Electronic voting has spread throughout the U.S. and the world without sufficient attention to reliability, security, or transparency. Today's e-voting systems use proprietary code, and vendors have often asserted the confidentiality of this code when independent reviews of certified systems were requested. This confidentiality conflicts with the transparency required for public elections.

 

In order to provide an independent assessment of the voting systems certified for use in California, Secretary of State Debra Bowen initiated a top-to-bottom review of those e-voting systems. She asked us to recruit a team of experts and gave us access to all the equipment, source code, and technical information that the Secretary of State's office had.

 

The results showed that the systems appeared not to be designed or implemented with security in mind. The design and implementation ignored basic security principles, and we found serious security vulnerabilities in all three vendors' systems. The security flaws were systemic and surprisingly similar across the three systems.

 

For example, malicious code could exploit vulnerabilities in the voting software to spread virally from machine to machine.
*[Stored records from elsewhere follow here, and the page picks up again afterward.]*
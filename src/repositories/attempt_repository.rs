//! Attempt history repository
//!
//! The append-only History Store. Rows are inserted as `pending` and move
//! through guarded transitions only; every state-changing statement carries
//! a `WHERE status = ...` clause and reports whether it won, so concurrent
//! workers, the watchdog, and cancellation can never clobber a terminal row.
//!
//! Newest-first retrieval rides the inverted sort key: ascending order over
//! `sort_key` is descending chronological order, so listing never scans the
//! full history.

use crate::db::Database;
use crate::error::{BackhaulError, Result};
use crate::models::{AttemptStatus, BackupAttempt, Engine, FailureKind, Tier, TriggerSource};
use sqlx::sqlite::{SqliteArguments, SqliteRow};
use sqlx::{Row, Sqlite};
use std::sync::Arc;

const ATTEMPT_COLUMNS: &str = "id, target_id, tier, status, trigger_source, engine, created_at, \
     started_at, completed_at, artifact_key, artifact_size, artifact_checksum, \
     error_kind, error_message";

/// Conjunctive filters for history queries
#[derive(Debug, Clone, Default)]
pub struct HistoryFilter {
    pub target_id: Option<String>,
    pub tier: Option<Tier>,
    pub status: Option<AttemptStatus>,
    pub trigger: Option<TriggerSource>,
    pub engine: Option<Engine>,
    /// Inclusive lower bound on created_at (unix millis)
    pub created_after: Option<i64>,
    /// Exclusive upper bound on created_at (unix millis)
    pub created_before: Option<i64>,
}

impl HistoryFilter {
    pub fn for_target(target_id: impl Into<String>) -> Self {
        Self {
            target_id: Some(target_id.into()),
            ..Self::default()
        }
    }
}

/// How to page through history
#[derive(Debug, Clone)]
pub enum PageRequest {
    /// Continuation-token mode; efficient at any depth
    Cursor { cursor: Option<String>, limit: u32 },
    /// Page-number mode for bounded UI consumption; walks the index from the
    /// start, so deep pages are not cheap
    Offset { page: u32, per_page: u32 },
}

/// One page of history results, newest first
#[derive(Debug, Clone)]
pub struct HistoryPage {
    pub attempts: Vec<BackupAttempt>,
    /// Continuation token for the next page (cursor mode only)
    pub next_cursor: Option<String>,
    pub has_more: bool,
}

/// Repository for backup attempt history
#[derive(Clone, Debug)]
pub struct AttemptRepository {
    db: Arc<Database>,
}

impl AttemptRepository {
    pub fn new(db: Arc<Database>) -> Self {
        Self { db }
    }

    /// Insert a pending attempt, guarded by the non-terminal invariant
    ///
    /// Returns `false` without inserting when a pending or in-progress
    /// attempt already exists for the (target, tier) pair. The guard lives
    /// in the statement itself so concurrent evaluators stay safe.
    pub async fn insert_pending(&self, attempt: &BackupAttempt) -> Result<bool> {
        if attempt.status != AttemptStatus::Pending {
            return Err(BackhaulError::Conflict(format!(
                "Attempt {} must be inserted as pending, got {}",
                attempt.id, attempt.status
            )));
        }

        let result = sqlx::query(
            "INSERT INTO attempts (id, target_id, tier, status, trigger_source, engine,
                                   created_at, sort_key)
             SELECT ?, ?, ?, ?, ?, ?, ?, ?
             WHERE NOT EXISTS (
                 SELECT 1 FROM attempts
                 WHERE target_id = ? AND tier = ? AND status IN ('pending', 'in_progress')
             )",
        )
        .bind(&attempt.id)
        .bind(&attempt.target_id)
        .bind(attempt.tier.as_str())
        .bind(attempt.status.as_str())
        .bind(attempt.trigger.as_str())
        .bind(attempt.engine.as_str())
        .bind(attempt.created_at)
        .bind(attempt.sort_key())
        .bind(&attempt.target_id)
        .bind(attempt.tier.as_str())
        .execute(self.db.pool())
        .await
        .map_err(|e| BackhaulError::Database(format!("Failed to insert attempt: {}", e)))?;

        Ok(result.rows_affected() == 1)
    }

    /// Load an attempt by ID
    pub async fn find_by_id(&self, id: &str) -> Result<BackupAttempt> {
        let row = sqlx::query(&format!(
            "SELECT {} FROM attempts WHERE id = ?",
            ATTEMPT_COLUMNS
        ))
        .bind(id)
        .fetch_optional(self.db.pool())
        .await
        .map_err(|e| BackhaulError::Database(format!("Failed to load attempt: {}", e)))?
        .ok_or_else(|| BackhaulError::NotFound(format!("Attempt not found: {}", id)))?;

        row_to_attempt(&row)
    }

    /// Transition pending -> in_progress; `false` means the race was lost
    pub async fn mark_in_progress(&self, id: &str, started_at: i64) -> Result<bool> {
        let result = sqlx::query(
            "UPDATE attempts SET status = 'in_progress', started_at = ?
             WHERE id = ? AND status = 'pending'",
        )
        .bind(started_at)
        .bind(id)
        .execute(self.db.pool())
        .await
        .map_err(|e| BackhaulError::Database(format!("Failed to start attempt: {}", e)))?;

        Ok(result.rows_affected() == 1)
    }

    /// Transition in_progress -> completed with the artifact facts
    pub async fn mark_completed(
        &self,
        id: &str,
        completed_at: i64,
        artifact_key: &str,
        artifact_size: i64,
        artifact_checksum: &str,
    ) -> Result<bool> {
        let result = sqlx::query(
            "UPDATE attempts
             SET status = 'completed', completed_at = ?, artifact_key = ?,
                 artifact_size = ?, artifact_checksum = ?
             WHERE id = ? AND status = 'in_progress'",
        )
        .bind(completed_at)
        .bind(artifact_key)
        .bind(artifact_size)
        .bind(artifact_checksum)
        .bind(id)
        .execute(self.db.pool())
        .await
        .map_err(|e| BackhaulError::Database(format!("Failed to complete attempt: {}", e)))?;

        Ok(result.rows_affected() == 1)
    }

    /// Transition pending/in_progress -> failed with a classified error
    pub async fn mark_failed(
        &self,
        id: &str,
        completed_at: i64,
        kind: FailureKind,
        message: &str,
    ) -> Result<bool> {
        let result = sqlx::query(
            "UPDATE attempts
             SET status = 'failed', completed_at = ?, error_kind = ?, error_message = ?
             WHERE id = ? AND status IN ('pending', 'in_progress')",
        )
        .bind(completed_at)
        .bind(kind.as_str())
        .bind(message)
        .bind(id)
        .execute(self.db.pool())
        .await
        .map_err(|e| BackhaulError::Database(format!("Failed to fail attempt: {}", e)))?;

        Ok(result.rows_affected() == 1)
    }

    /// Transition pending/in_progress -> cancelled; terminal rows are untouched
    pub async fn mark_cancelled(&self, id: &str, completed_at: i64) -> Result<bool> {
        let result = sqlx::query(
            "UPDATE attempts SET status = 'cancelled', completed_at = ?
             WHERE id = ? AND status IN ('pending', 'in_progress')",
        )
        .bind(completed_at)
        .bind(id)
        .execute(self.db.pool())
        .await
        .map_err(|e| BackhaulError::Database(format!("Failed to cancel attempt: {}", e)))?;

        Ok(result.rows_affected() == 1)
    }

    /// The single non-terminal attempt for a (target, tier) pair, if any
    pub async fn find_non_terminal(
        &self,
        target_id: &str,
        tier: Tier,
    ) -> Result<Option<BackupAttempt>> {
        let row = sqlx::query(&format!(
            "SELECT {} FROM attempts
             WHERE target_id = ? AND tier = ? AND status IN ('pending', 'in_progress')
             LIMIT 1",
            ATTEMPT_COLUMNS
        ))
        .bind(target_id)
        .bind(tier.as_str())
        .fetch_optional(self.db.pool())
        .await
        .map_err(|e| BackhaulError::Database(format!("Failed to query attempts: {}", e)))?;

        row.map(|r| row_to_attempt(&r)).transpose()
    }

    /// Most recent completed attempt for a (target, tier) pair
    ///
    /// This is the derived "last successful run"; it is always computed from
    /// the history rather than cached anywhere it could desync.
    pub async fn last_completed(
        &self,
        target_id: &str,
        tier: Tier,
    ) -> Result<Option<BackupAttempt>> {
        let row = sqlx::query(&format!(
            "SELECT {} FROM attempts
             WHERE target_id = ? AND tier = ? AND status = 'completed'
             ORDER BY completed_at DESC LIMIT 1",
            ATTEMPT_COLUMNS
        ))
        .bind(target_id)
        .bind(tier.as_str())
        .fetch_optional(self.db.pool())
        .await
        .map_err(|e| BackhaulError::Database(format!("Failed to query attempts: {}", e)))?;

        row.map(|r| row_to_attempt(&r)).transpose()
    }

    /// All completed attempts for a (target, tier) pair, newest first
    pub async fn completed_for_pair(
        &self,
        target_id: &str,
        tier: Tier,
    ) -> Result<Vec<BackupAttempt>> {
        let rows = sqlx::query(&format!(
            "SELECT {} FROM attempts
             WHERE target_id = ? AND tier = ? AND status = 'completed'
             ORDER BY completed_at DESC",
            ATTEMPT_COLUMNS
        ))
        .bind(target_id)
        .bind(tier.as_str())
        .fetch_all(self.db.pool())
        .await
        .map_err(|e| BackhaulError::Database(format!("Failed to query attempts: {}", e)))?;

        rows.iter().map(row_to_attempt).collect()
    }

    /// List history newest-first with conjunctive filters and pagination
    pub async fn list(&self, filter: &HistoryFilter, page: &PageRequest) -> Result<HistoryPage> {
        let mut sql = format!("SELECT {} FROM attempts WHERE 1=1", ATTEMPT_COLUMNS);
        push_filter_sql(&mut sql, filter);

        match page {
            PageRequest::Cursor { cursor, limit } => {
                if cursor.is_some() {
                    sql.push_str(" AND sort_key > ?");
                }
                sql.push_str(" ORDER BY sort_key ASC LIMIT ?");

                let mut query = sqlx::query(&sql);
                query = bind_filter(query, filter);
                if let Some(cursor) = cursor {
                    query = query.bind(cursor);
                }
                // Fetch one extra row to learn whether another page exists.
                query = query.bind(i64::from(*limit) + 1);

                let rows = query
                    .fetch_all(self.db.pool())
                    .await
                    .map_err(|e| BackhaulError::Database(format!("Failed to list history: {}", e)))?;

                let has_more = rows.len() > *limit as usize;
                let attempts: Vec<BackupAttempt> = rows
                    .iter()
                    .take(*limit as usize)
                    .map(row_to_attempt)
                    .collect::<Result<_>>()?;

                let next_cursor = if has_more {
                    attempts.last().map(|a| a.sort_key())
                } else {
                    None
                };

                Ok(HistoryPage {
                    attempts,
                    next_cursor,
                    has_more,
                })
            }
            PageRequest::Offset { page, per_page } => {
                sql.push_str(" ORDER BY sort_key ASC LIMIT ? OFFSET ?");

                let mut query = sqlx::query(&sql);
                query = bind_filter(query, filter);
                query = query
                    .bind(i64::from(*per_page) + 1)
                    .bind(i64::from(*page) * i64::from(*per_page));

                let rows = query
                    .fetch_all(self.db.pool())
                    .await
                    .map_err(|e| BackhaulError::Database(format!("Failed to list history: {}", e)))?;

                let has_more = rows.len() > *per_page as usize;
                let attempts: Vec<BackupAttempt> = rows
                    .iter()
                    .take(*per_page as usize)
                    .map(row_to_attempt)
                    .collect::<Result<_>>()?;

                Ok(HistoryPage {
                    attempts,
                    next_cursor: None,
                    has_more,
                })
            }
        }
    }

    /// Pending attempts created before `older_than` (unix millis)
    pub async fn stale_pending(&self, older_than: i64) -> Result<Vec<BackupAttempt>> {
        let rows = sqlx::query(&format!(
            "SELECT {} FROM attempts WHERE status = 'pending' AND created_at < ?",
            ATTEMPT_COLUMNS
        ))
        .bind(older_than)
        .fetch_all(self.db.pool())
        .await
        .map_err(|e| BackhaulError::Database(format!("Failed to query stale attempts: {}", e)))?;

        rows.iter().map(row_to_attempt).collect()
    }

    /// In-progress attempts claimed before `older_than` (unix millis)
    ///
    /// Staleness is measured from `started_at`, not `created_at`: an attempt
    /// that waited a long time in the queue but was claimed recently is
    /// still running within its execution bound.
    pub async fn stale_in_progress(&self, older_than: i64) -> Result<Vec<BackupAttempt>> {
        let rows = sqlx::query(&format!(
            "SELECT {} FROM attempts WHERE status = 'in_progress' AND started_at < ?",
            ATTEMPT_COLUMNS
        ))
        .bind(older_than)
        .fetch_all(self.db.pool())
        .await
        .map_err(|e| BackhaulError::Database(format!("Failed to query stale attempts: {}", e)))?;

        rows.iter().map(row_to_attempt).collect()
    }

    /// Count of consecutive failed attempts, newest first
    ///
    /// Walks terminal attempts for the target in reverse chronological order
    /// and counts failures until the first completion. Cancelled attempts
    /// neither extend nor break the streak.
    pub async fn consecutive_failures(&self, target_id: &str) -> Result<i64> {
        let rows = sqlx::query(
            "SELECT status FROM attempts
             WHERE target_id = ? AND status IN ('completed', 'failed')
             ORDER BY sort_key ASC LIMIT 1000",
        )
        .bind(target_id)
        .fetch_all(self.db.pool())
        .await
        .map_err(|e| BackhaulError::Database(format!("Failed to query failures: {}", e)))?;

        let mut count = 0i64;
        for row in rows {
            let status: String = row.get("status");
            if status == "failed" {
                count += 1;
            } else {
                break;
            }
        }

        Ok(count)
    }

    /// Delete an attempt record
    pub async fn delete(&self, id: &str) -> Result<()> {
        sqlx::query("DELETE FROM attempts WHERE id = ?")
            .bind(id)
            .execute(self.db.pool())
            .await
            .map_err(|e| BackhaulError::Database(format!("Failed to delete attempt: {}", e)))?;

        Ok(())
    }
}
As a result, when the voting machines return results to election central to count the votes, a virus could infect the county's election management systems. At the next election, the infected election management systems could then infect every voting machine in the county.

 

This virus could be introduced at several points in the process. An attacker could tamper with an e-voting machine while it is stored unattended over-night in a polling place. For some of the systems, a voter could introduce malicious code in under a minute, while voting.